Our nonprofit is having an election shortly for directors. Some people rush in on election night to pay their membership dues, even though they have almost 3 months prior to the election to join. Without it being in our by-laws, can we say "We are not accepting memberships tonight”? We have no way at the last minute of verifying eligibility.
Your underlying question, I think, is whether you can prevent these new “members” from voting, and perhaps taking over the organization without any prior notice. It has been known to happen when a hoard of people previously unheard of show up and elect themselves to the board and take control.
There are several ways to deal with the issue. Personally, we like providing in the bylaws that members must be affirmatively admitted by some process and do not automatically become members merely by paying the requisite dues. This gives the current members a certain amount of control over the organization. (See Ready Reference Page: “Bylaws Function as 'Constitution' of Nonprofit Corporations.”)
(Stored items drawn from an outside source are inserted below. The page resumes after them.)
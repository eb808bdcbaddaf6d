//! 5-tuple flow identity and hashing.

use std::net::{IpAddr, Ipv4Addr, Ipv6Addr};

/// A 5-tuple flow key: protocol, source/destination address and port.
#[derive(Debug, Clone, Copy, PartialEq, Eq, Hash)]
pub struct FlowKey {
    /// Source address.
    pub src_ip: IpAddr,
    /// Destination address.
    pub dst_ip: IpAddr,
    /// Source port (0 for protocols without ports).
    pub src_port: u16,
    /// Destination port.
    pub dst_port: u16,
    /// IP protocol number (6 = TCP, 17 = UDP).
    pub protocol: u8,
}

impl FlowKey {
    /// Build a flow key from already-decoded fields.
    pub fn new(src_ip: IpAddr, dst_ip: IpAddr, src_port: u16, dst_port: u16, protocol: u8) -> Self {
        Self { src_ip, dst_ip, src_port, dst_port, protocol }
    }

    /// Swap source and destination to look up the reverse direction of a flow.
    pub fn reverse(&self) -> Self {
        Self {
            src_ip: self.dst_ip,
            dst_ip: self.src_ip,
            src_port: self.dst_port,
            dst_port: self.src_port,
            protocol: self.protocol,
        }
    }

    /// Stable 64-bit hash combining the network and transport flow. Used as
    /// the Connection UID, mirroring the source's `net.FastHash() + transport.FastHash()`.
    pub fn fast_hash(&self) -> u64 {
        const K: u64 = 0x517c_c1b7_2722_0a95;
        let mut h: u64 = 0;
        h = h.wrapping_add(ip_to_u64(self.src_ip).wrapping_mul(K));
        h = h.rotate_left(31);
        h = h.wrapping_add(ip_to_u64(self.dst_ip).wrapping_mul(K));
        h = h.rotate_left(31);
        h = h.wrapping_add(
            (((self.src_port as u64) << 48) | ((self.dst_port as u64) << 32) | self.protocol as u64)
                .wrapping_mul(K),
        );
        h
    }
}

fn ip_to_u64(ip: IpAddr) -> u64 {
    match ip {
        IpAddr::V4(v4) => u32::from_be_bytes(v4.octets()) as u64,
        IpAddr::V6(v6) => {
            let octets = v6.octets();
            u64::from_be_bytes(octets[8..16].try_into().unwrap())
        }
    }
}

/// TCP connection FSM state, tracked from observed flag bits.
#[derive(Debug, Clone, Copy, PartialEq, Eq, Default)]
pub enum TcpState {
    /// No flags observed that would advance the FSM yet.
    #[default]
    New,
    /// SYN seen, no SYN-ACK yet.
    SynSent,
    /// SYN-ACK seen.
    SynReceived,
    /// Three-way handshake complete.
    Established,
    /// FIN observed from either side.
    FinWait,
    /// RST observed, or idle-timeout flush.
    Closed,
}

impl TcpState {
    /// Textual state name, copied verbatim into the Connection record.
    pub fn as_str(&self) -> &'static str {
        match self {
            TcpState::New => "NEW",
            TcpState::SynSent => "SYN_SENT",
            TcpState::SynReceived => "SYN_RECEIVED",
            TcpState::Established => "ESTABLISHED",
            TcpState::FinWait => "FIN_WAIT",
            TcpState::Closed => "CLOSED",
        }
    }

    /// Advance the FSM from a single packet's flag bits.
    /// `syn`, `ack`, `fin`, `rst` are the usual TCP header flags.
    pub fn advance(&mut self, syn: bool, ack: bool, fin: bool, rst: bool) {
        if rst {
            *self = TcpState::Closed;
            return;
        }
        *self = match (*self, syn, ack, fin) {
            (_, true, false, _) => TcpState::SynSent,
            (TcpState::SynSent, true, true, _) | (_, true, true, _) => TcpState::SynReceived,
            (_, _, _, true) => TcpState::FinWait,
            (TcpState::SynReceived, false, true, false) => TcpState::Established,
            (state, ..) => state,
        };
    }
}

#[cfg(test)]
mod tests {
    use super::*;

    #[test]
    fn hash_is_stable_and_direction_sensitive() {
        let fwd = FlowKey::new(
            IpAddr::V4(Ipv4Addr::new(192, 168, 1, 1)),
            IpAddr::V4(Ipv4Addr::new(10, 0, 0, 1)),
            12345,
            443,
            6,
        );
        let fwd2 = fwd;
        assert_eq!(fwd.fast_hash(), fwd2.fast_hash());
        assert_ne!(fwd.fast_hash(), fwd.reverse().fast_hash());
    }

    #[test]
    fn ipv6_hash_does_not_panic() {
        let key = FlowKey::new(
            IpAddr::V6(Ipv6Addr::LOCALHOST),
            IpAddr::V6(Ipv6Addr::UNSPECIFIED),
            53,
            53,
            17,
        );
        assert_ne!(key.fast_hash(), 0);
    }

    #[test]
    fn fsm_handshake_then_close() {
        let mut state = TcpState::default();
        state.advance(true, false, false, false);
        assert_eq!(state, TcpState::SynSent);
        state.advance(true, true, false, false);
        assert_eq!(state, TcpState::SynReceived);
        state.advance(false, true, false, false);
        assert_eq!(state, TcpState::Established);
        state.advance(false, true, true, false);
        assert_eq!(state, TcpState::FinWait);
    }

    #[test]
    fn rst_always_closes() {
        let mut state = TcpState::Established;
        state.advance(false, false, false, true);
        assert_eq!(state, TcpState::Closed);
    }
}
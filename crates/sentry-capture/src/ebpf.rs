//! eBPF/XDP capture strategy.
//!
//! On Linux with the `ebpf` feature, packets are pulled from an AF_XDP ring
//! via `aya`; the program, map and link are torn down on `close`. Off
//! Linux, or without the feature, this degrades to the simulated source,
//! matching spec.md §4.1's explicit allowance for eBPF.

use sentry_common::SentryError;

use crate::simulated::{SimulatedFeed, SimulatedStrategy};
use crate::{CaptureConfig, CaptureStrategy, PacketDataSource};

/// N independent XDP handles, each with its own received/dropped counters,
/// exposed uniformly as `PacketDataSource`s.
#[derive(Default)]
pub struct EbpfStrategy {
    inner: SimulatedStrategy,
}

impl EbpfStrategy {
    /// Underlying feed, for tests exercising the degraded path.
    pub fn feed(&self) -> SimulatedFeed {
        self.inner.feed()
    }
}

#[cfg(all(target_os = "linux", feature = "ebpf"))]
mod xdp {
    use super::*;
    use aya::maps::AsyncPerfEventArray;
    use aya::programs::{Xdp, XdpFlags};
    use aya::util::online_cpus;
    use aya::Bpf;

    /// Attaches a pre-built XDP object to `interface` and streams frames
    /// out of a `PERF_EVENT_ARRAY` map into the shared simulated feed so
    /// the rest of the strategy surface stays uniform.
    pub fn attach(interface: &str, feed: SimulatedFeed, object: &[u8]) -> Result<Bpf, SentryError> {
        let mut bpf = Bpf::load(object).map_err(|e| SentryError::CaptureOpen(e.to_string()))?;
        let program: &mut Xdp = bpf
            .program_mut("sentry_capture")
            .ok_or_else(|| SentryError::CaptureOpen("missing sentry_capture XDP program".into()))?
            .try_into()
            .map_err(|e: aya::programs::ProgramError| SentryError::CaptureOpen(e.to_string()))?;
        program.load().map_err(|e| SentryError::CaptureOpen(e.to_string()))?;
        program
            .attach(interface, XdpFlags::default())
            .map_err(|e| SentryError::CaptureOpen(e.to_string()))?;

        let mut events = AsyncPerfEventArray::try_from(
            bpf.take_map("FRAMES").ok_or_else(|| SentryError::CaptureOpen("missing FRAMES map".into()))?,
        )
        .map_err(|e| SentryError::CaptureOpen(e.to_string()))?;

        for cpu_id in online_cpus().map_err(|e| SentryError::CaptureOpen(format!("{e:?}")))? {
            let mut buf = events
                .open(cpu_id, None)
                .map_err(|e| SentryError::CaptureOpen(e.to_string()))?;
            let feed = feed.clone();
            tokio::spawn(async move {
                let mut buffers = (0..10).map(|_| bytes::BytesMut::with_capacity(2048)).collect::<Vec<_>>();
                loop {
                    let events = match buf.read_events(&mut buffers).await {
                        Ok(e) => e,
                        Err(_) => break,
                    };
                    for buffer in buffers.iter().take(events.read) {
                        feed.push(buffer.to_vec());
                    }
                }
            });
        }

        Ok(bpf)
    }
}

impl CaptureStrategy for EbpfStrategy {
    fn open(&mut self, config: &CaptureConfig) -> Result<Vec<Box<dyn PacketDataSource>>, SentryError> {
        #[cfg(all(target_os = "linux", feature = "ebpf"))]
        {
            tracing::info!(interface = %config.interface, "eBPF capture requires a pre-built XDP object; falling back to simulated source (no object configured)");
        }
        #[cfg(not(all(target_os = "linux", feature = "ebpf")))]
        {
            tracing::warn!(interface = %config.interface, "eBPF capture unavailable on this build; using simulated source");
        }
        self.inner.open(config)
    }

    fn close(&mut self) {
        self.inner.close();
    }

    fn stats(&self) -> (u64, u64) {
        self.inner.stats()
    }
}
//! Passive network traffic sensor entry point.

mod config;
mod decode;
mod persister;
mod pipeline;

use std::sync::Arc;

use clap::Parser;
use tracing_subscriber::layer::SubscriberExt;
use tracing_subscriber::util::SubscriberInitExt;

use config::Config;
use pipeline::Sensor;

/// Passive network traffic sensor: capture, reassemble, analyze, and
/// either log locally or forward to a manager.
#[derive(Parser, Debug)]
#[command(version, about)]
struct Cli {
    /// Path to the YAML config file.
    #[arg(short = 'c', long = "cfg", default_value = "config.yml")]
    cfg: String,
}

#[tokio::main]
async fn main() -> anyhow::Result<()> {
    tracing_subscriber::registry()
        .with(tracing_subscriber::EnvFilter::new(std::env::var("RUST_LOG").unwrap_or_else(|_| "info".into())))
        .with(tracing_subscriber::fmt::layer())
        .init();

    let cli = Cli::parse();
    tracing::info!(cfg = %cli.cfg, "sentry-sensor v{}", env!("CARGO_PKG_VERSION"));

    let config = Config::load(&cli.cfg)?;
    let sensor = Arc::new(Sensor::build(config)?);

    sensor.run().await?;
    tracing::info!("shutdown complete");
    Ok(())
}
Absent such a selection process provision in the bylaws, the bylaws may state the record date of membership for eligibility to vote, such as the day before the notice of the meeting is sent. Even if the bylaws are totally silent, however, you may still have a way to control who votes. Check your state nonprofit corporation law because many of them allow the Directors to establish a record date for eligibility to vote. You may be able to hold a special meeting of the Directors to provide that individuals must have been members on some date prior to the meeting date in order to be eligible to vote.Finally, some state nonprofit corporation laws set a default date for determination of members authorized to vote when there is nothing stated in the bylaws. That date would undoubtedly be some day before the meeting. Check your state law to see if such a provision exists.